Measure Twice, Register For an ISBN Once (and Where Bowker’s Data Reveals A Surprising Correlation About Smashwords)

If you’re part of the online “indie publishing” community, you’re probably hearing that Smashwords is the #1 producer of Indie eBooks in the US

This claim is… questionable… at best. 

It all depends on what you mean by “producer”.

The claim is based on data from Bowker – the one and only place to get ISBNs in the United States.  Anyone else who offers an ISBN – me, Smashwords, Google – has bought those ISBNs from Bowker.  When the ISBN is assigned to a book, then you have to tell Bowker about it. 

Smashwords offers free ISBNs (as does CreateSpace, who ranks right up there in the report when you include print books).  It seems like a great deal – individual ISBNs are horribly expensive.  The per-unit price goes down a lot when you buy them in bulk, but you have to have the cash up front.

I don’t think those free ISBNs are a good deal.

Assigning an ISBN to a book makes you the “publisher of record” – whether the person who gives you the ISBN had a damn thing to do with actually creating the work or not.  And by my lights, that doesn’t make you a publisher… or even a “producer”.

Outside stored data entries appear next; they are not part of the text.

//! Durable state of the message bus.
//!
//! Two stores make up everything the bus persists:
//! - [`SagaStore`] holds versioned [`SagaRecord`]s, saved with optimistic concurrency
//! - [`TimeoutStore`] holds [`TimeoutEntry`]s scheduled for future delivery
//!
//! In-memory implementations of both live in [`memory`].

pub mod error;
pub mod memory;
pub mod record;
pub mod store;
pub mod timeout;

pub use common::{Endpoint, MessageId, SagaId};
pub use error::{PersistenceError, Result};
pub use memory::{InMemorySagaStore, InMemoryTimeoutStore};
pub use record::{Outbox, SagaRecord, Version};
pub use store::{SagaStore, SagaStoreExt, TimeoutStore, TimeoutStoreExt};
pub use timeout::{Requestor, TimeoutEntry, TimeoutId};
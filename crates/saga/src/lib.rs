//! Declarative, message-driven sagas.
//!
//! This crate provides:
//! - [`SagaDefinition`], built with a fluent DSL of trigger conditions and actions
//! - [`engine::execute`], the pure interpreter of a definition against one message
//! - [`Correlator`], mapping messages to instances via finders, predicates or a shared key
//! - [`SagaRepository`], versioned saves with [`ConflictMerger`] reconciliation
//! - [`SagaRuntime`], tying these together behind the type-erased [`SagaHandler`]
//!
//! The [`loyalty`] module holds a complete saga: preferred-customer loyalty tracking.

pub mod correlation;
pub mod definition;
pub mod engine;
pub mod error;
pub mod instance;
pub mod loyalty;
pub mod merge;
pub mod repository;
pub mod runtime;
pub mod state;

pub use correlation::{Correlator, Finder};
pub use definition::{
    ConditionBuilder, MessageAction, SagaDefinition, SagaDefinitionBuilder, Trigger,
    TriggerCondition,
};
pub use engine::{Execution, SagaAction};
pub use error::{Result, SagaError};
pub use instance::{PendingActions, SagaData, SagaInstance};
pub use merge::{ConflictMerger, MergeWith, PreferPersisted, RejectConflicts, merge_with};
pub use repository::SagaRepository;
pub use runtime::{SagaHandler, SagaOutcome, SagaRuntime};
pub use state::State;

Of course, Bowker does have something that nobody else really has.  They have an accurate record of who has bought ISBNs, and who has assigned ISBNs to books.  So we can definitely say:

Smashwords is the assigner of ISBNs to Indie eBooks in the United States.

That’s actually a fairly impressive thing.  And the data reveals something else as well:

 The top four entries in that table are Smashwords, Luly, AuthorHouse, and Xlibris.  Both AuthorHouse and Xlibris are part of the uber-vanity-press-scammers Author Solutions.   Author Solutions is so scammy that they’re the subject of a class action lawsuit (yes, despite them being owned by RandomPenguinHouse).

What’s a little harder to see is that Author Solutions’ ISBN assignation numbers are shrinking.  And that’s from 2012 – before the class action lawsuit really got underway.  Whilst it’s correlational, this seems to imply that Smashword’s gain is Author Solution’s (via AuthorHouse and Xlibris) loss.  Smashwords is a distribution platform, and has helped a lot of indie authors get to markets they otherwise wouldn’t have.  I believe it’s clear from this data that the availability of platforms like Smashwords means that authors have more options and more information, making it harder for scammers to run their scams.

By my lights, that’s a damn fine thing for Smashwords to be proud about.